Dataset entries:
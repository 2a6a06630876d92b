//! PostgreSQL-backed order repository.
//!
//! Orders are stored as a JSONB document next to the columns the coordinator
//! queries by (`external_ref`, `status`, `session_id`, `expires_at`).

use crate::config::OrderStoreConfig;
use async_trait::async_trait;
use chrono::{DateTime, Utc};
use marquee_core::types::{OrderId, SessionId};
use marquee_engine::orders::{OrderRepository, RepositoryError};
use marquee_engine::PendingOrder;
use sqlx::postgres::{PgPoolOptions, PgRow};
use sqlx::types::Json;
use sqlx::{PgPool, Row};
use std::time::Duration;
use tracing::info;

/// Open a pool and apply migrations.
///
/// # Errors
///
/// Returns error if the URL is missing, the database is unreachable or a
/// migration fails.
pub async fn connect(config: &OrderStoreConfig) -> anyhow::Result<PgPool> {
    let url = config
        .database_url
        .as_deref()
        .ok_or_else(|| anyhow::anyhow!("DATABASE_URL is not set"))?;

    info!(max_connections = config.max_connections, "Connecting to order database...");
    let pool = PgPoolOptions::new()
        .max_connections(config.max_connections)
        .acquire_timeout(Duration::from_secs(config.connect_timeout))
        .connect(url)
        .await?;

    info!("Running order migrations...");
    sqlx::migrate!("./migrations").run(&pool).await?;
    info!("Order migrations complete");

    Ok(pool)
}

/// Order repository over `PostgreSQL`.
#[derive(Clone)]
pub struct PostgresOrderRepository {
    pool: PgPool,
}

impl PostgresOrderRepository {
    /// Create a repository over a migrated pool.
    #[must_use]
    pub const fn new(pool: PgPool) -> Self {
        Self { pool }
    }

    /// Underlying pool
    #[must_use]
    pub const fn pool(&self) -> &PgPool {
        &self.pool
    }

    fn decode(row: &PgRow) -> Result<PendingOrder, RepositoryError> {
        row.try_get::<Json<PendingOrder>, _>("document")
            .map(|Json(order)| order)
            .map_err(|e| RepositoryError::Decode(e.to_string()))
    }

    fn decode_optional(row: Option<PgRow>) -> Result<Option<PendingOrder>, RepositoryError> {
        row.as_ref().map(Self::decode).transpose()
    }
}

fn backend(context: &str) -> impl FnOnce(sqlx::Error) -> RepositoryError + '_ {
    move |e| RepositoryError::Backend(format!("{context}: {e}"))
}

#[async_trait]
impl OrderRepository for PostgresOrderRepository {
    async fn insert(&self, order: &PendingOrder) -> Result<(), RepositoryError> {
        let result = sqlx::query(
            r"
            INSERT INTO orders (order_id, user_id, showtime_id, session_id, status,
                                external_ref, expires_at, document, created_at, updated_at)
            VALUES ($1, $2, $3, $4, $5, $6, $7, $8, $9, $10)
            ON CONFLICT (order_id) DO NOTHING
            ",
        )
        .bind(order.order_id.as_uuid())
        .bind(order.user_id.as_uuid())
        .bind(order.showtime_id.as_uuid())
        .bind(order.session_id.as_uuid())
        .bind(order.status.as_str())
        .bind(order.external_ref.as_deref())
        .bind(order.expires_at)
        .bind(Json(order))
        .bind(order.created_at)
        .bind(order.updated_at)
        .execute(&self.pool)
        .await
        .map_err(backend("Failed to insert order"))?;

        if result.rows_affected() == 0 {
            return Err(RepositoryError::Duplicate(order.order_id));
        }
        Ok(())
    }

    async fn update(&self, order: &PendingOrder) -> Result<(), RepositoryError> {
        let result = sqlx::query(
            r"
            UPDATE orders
            SET status = $2, external_ref = $3, expires_at = $4, document = $5, updated_at = $6
            WHERE order_id = $1
            ",
        )
        .bind(order.order_id.as_uuid())
        .bind(order.status.as_str())
        .bind(order.external_ref.as_deref())
        .bind(order.expires_at)
        .bind(Json(order))
        .bind(order.updated_at)
        .execute(&self.pool)
        .await
        .map_err(backend("Failed to update order"))?;

        if result.rows_affected() == 0 {
            return Err(RepositoryError::Missing(order.order_id));
        }
        Ok(())
    }

    async fn get(&self, order_id: OrderId) -> Result<Option<PendingOrder>, RepositoryError> {
        let row = sqlx::query("SELECT document FROM orders WHERE order_id = $1")
            .bind(order_id.as_uuid())
            .fetch_optional(&self.pool)
            .await
            .map_err(backend("Failed to load order"))?;
        Self::decode_optional(row)
    }

    async fn find_by_external_ref(
        &self,
        external_ref: &str,
    ) -> Result<Option<PendingOrder>, RepositoryError> {
        let row = sqlx::query("SELECT document FROM orders WHERE external_ref = $1")
            .bind(external_ref)
            .fetch_optional(&self.pool)
            .await
            .map_err(backend("Failed to load order by external ref"))?;
        Self::decode_optional(row)
    }

    async fn open_for_session(
        &self,
        session_id: SessionId,
    ) -> Result<Option<PendingOrder>, RepositoryError> {
        let row = sqlx::query(
            r"
            SELECT document FROM orders
            WHERE session_id = $1 AND status IN ('created', 'awaiting_gateway')
            ORDER BY created_at DESC
            LIMIT 1
            ",
        )
        .bind(session_id.as_uuid())
        .fetch_optional(&self.pool)
        .await
        .map_err(backend("Failed to load open order"))?;
        Self::decode_optional(row)
    }

    async fn list_overdue(&self, now: DateTime<Utc>) -> Result<Vec<PendingOrder>, RepositoryError> {
        let rows = sqlx::query(
            r"
            SELECT document FROM orders
            WHERE status IN ('created', 'awaiting_gateway') AND expires_at <= $1
            ORDER BY expires_at
            ",
        )
        .bind(now)
        .fetch_all(&self.pool)
        .await
        .map_err(backend("Failed to list overdue orders"))?;
        rows.iter().map(Self::decode).collect()
    }
}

Work instructions: Reproduce all data above, unchanged.

Result below:
repository 2a6a06630876d92b
//! PostgreSQL-backed order repository.
//!
//! Orders are stored as a JSONB document next to the columns the coordinator
//! queries by (`external_ref`, `status`, `session_id`, `expires_at`).

use crate::config::OrderStoreConfig;
use async_trait::async_trait;
use chrono::{DateTime, Utc};
use marquee_core::types::{OrderId, SessionId};
use marquee_engine::orders::{OrderRepository, RepositoryError};
use marquee_engine::PendingOrder;
use sqlx::postgres::{PgPoolOptions, PgRow};
use sqlx::types::Json;
use sqlx::{PgPool, Row};
use std::time::Duration;
use tracing::info;

/// Open a pool and apply migrations.
///
/// # Errors
///
/// Returns error if the URL is missing, the database is unreachable or a
/// migration fails.
pub async fn connect(config: &OrderStoreConfig) -> anyhow::Result<PgPool> {
    let url = config
        .database_url
        .as_deref()
        .ok_or_else(|| anyhow::anyhow!("DATABASE_URL is not set"))?;

    info!(max_connections = config.max_connections, "Connecting to order database...");
    let pool = PgPoolOptions::new()
        .max_connections(config.max_connections)
        .acquire_timeout(Duration::from_secs(config.connect_timeout))
        .connect(url)
        .await?;

    info!("Running order migrations...");
    sqlx::migrate!("./migrations").run(&pool).await?;
    info!("Order migrations complete");

    Ok(pool)
}

/// Order repository over `PostgreSQL`.
#[derive(Clone)]
pub struct PostgresOrderRepository {
    pool: PgPool,
}

impl PostgresOrderRepository {
    /// Create a repository over a migrated pool.
    #[must_use]
    pub const fn new(pool: PgPool) -> Self {
        Self { pool }
    }

    /// Underlying pool
    #[must_use]
    pub const fn pool(&self) -> &PgPool {
        &self.pool
    }

    fn decode(row: &PgRow) -> Result<PendingOrder, RepositoryError> {
        row.try_get::<Json<PendingOrder>, _>("document")
            .map(|Json(order)| order)
            .map_err(|e| RepositoryError::Decode(e.to_string()))
    }

    fn decode_optional(row: Option<PgRow>) -> Result<Option<PendingOrder>, RepositoryError> {
        row.as_ref().map(Self::decode).transpose()
    }
}

fn backend(context: &str) -> impl FnOnce(sqlx::Error) -> RepositoryError + '_ {
    move |e| RepositoryError::Backend(format!("{context}: {e}"))
}

#[async_trait]
impl OrderRepository for PostgresOrderRepository {
    async fn insert(&self, order: &PendingOrder) -> Result<(), RepositoryError> {
        let result = sqlx::query(
            r"
            INSERT INTO orders (order_id, user_id, showtime_id, session_id, status,
                                external_ref, expires_at, document, created_at, updated_at)
            VALUES ($1, $2, $3, $4, $5, $6, $7, $8, $9, $10)
            ON CONFLICT (order_id) DO NOTHING
            ",
        )
        .bind(order.order_id.as_uuid())
        .bind(order.user_id.as_uuid())
        .bind(order.showtime_id.as_uuid())
        .bind(order.session_id.as_uuid())
        .bind(order.status.as_str())
        .bind(order.external_ref.as_deref())
        .bind(order.expires_at)
        .bind(Json(order))
        .bind(order.created_at)
        .bind(order.updated_at)
        .execute(&self.pool)
        .await
        .map_err(backend("Failed to insert order"))?;

        if result.rows_affected() == 0 {
            return Err(RepositoryError::Duplicate(order.order_id));
        }
        Ok(())
    }

    async fn update(&self, order: &PendingOrder) -> Result<(), RepositoryError> {
        let result = sqlx::query(
            r"
            UPDATE orders
            SET status = $2, external_ref = $3, expires_at = $4, document = $5, updated_at = $6
            WHERE order_id = $1
            ",
        )
        .bind(order.order_id.as_uuid())
        .bind(order.status.as_str())
        .bind(order.external_ref.as_deref())
        .bind(order.expires_at)
        .bind(Json(order))
        .bind(order.updated_at)
        .execute(&self.pool)
        .await
        .map_err(backend("Failed to update order"))?;

        if result.rows_affected() == 0 {
            return Err(RepositoryError::Missing(order.order_id));
        }
        Ok(())
    }

    async fn get(&self, order_id: OrderId) -> Result<Option<PendingOrder>, RepositoryError> {
        let row = sqlx::query("SELECT document FROM orders WHERE order_id = $1")
            .bind(order_id.as_uuid())
            .fetch_optional(&self.pool)
            .await
            .map_err(backend("Failed to load order"))?;
        Self::decode_optional(row)
    }

    async fn find_by_external_ref(
        &self,
        external_ref: &str,
    ) -> Result<Option<PendingOrder>, RepositoryError> {
        let row = sqlx::query("SELECT document FROM orders WHERE external_ref = $1")
            .bind(external_ref)
            .fetch_optional(&self.pool)
            .await
            .map_err(backend("Failed to load order by external ref"))?;
        Self::decode_optional(row)
    }

    async fn open_for_session(
        &self,
        session_id: SessionId,
    ) -> Result<Option<PendingOrder>, RepositoryError> {
        let row = sqlx::query(
            r"
            SELECT document FROM orders
            WHERE session_id = $1 AND status IN ('created', 'awaiting_gateway')
            ORDER BY created_at DESC
            LIMIT 1
            ",
        )
        .bind(session_id.as_uuid())
        .fetch_optional(&self.pool)
        .await
        .map_err(backend("Failed to load open order"))?;
        Self::decode_optional(row)
    }

    async fn list_overdue(&self, now: DateTime<Utc>) -> Result<Vec<PendingOrder>, RepositoryError> {
        let rows = sqlx::query(
            r"
            SELECT document FROM orders
            WHERE status IN ('created', 'awaiting_gateway') AND expires_at <= $1
            ORDER BY expires_at
            ",
        )
        .bind(now)
        .fetch_all(&self.pool)
        .await
        .map_err(backend("Failed to list overdue orders"))?;
        rows.iter().map(Self::decode).collect()
    }
}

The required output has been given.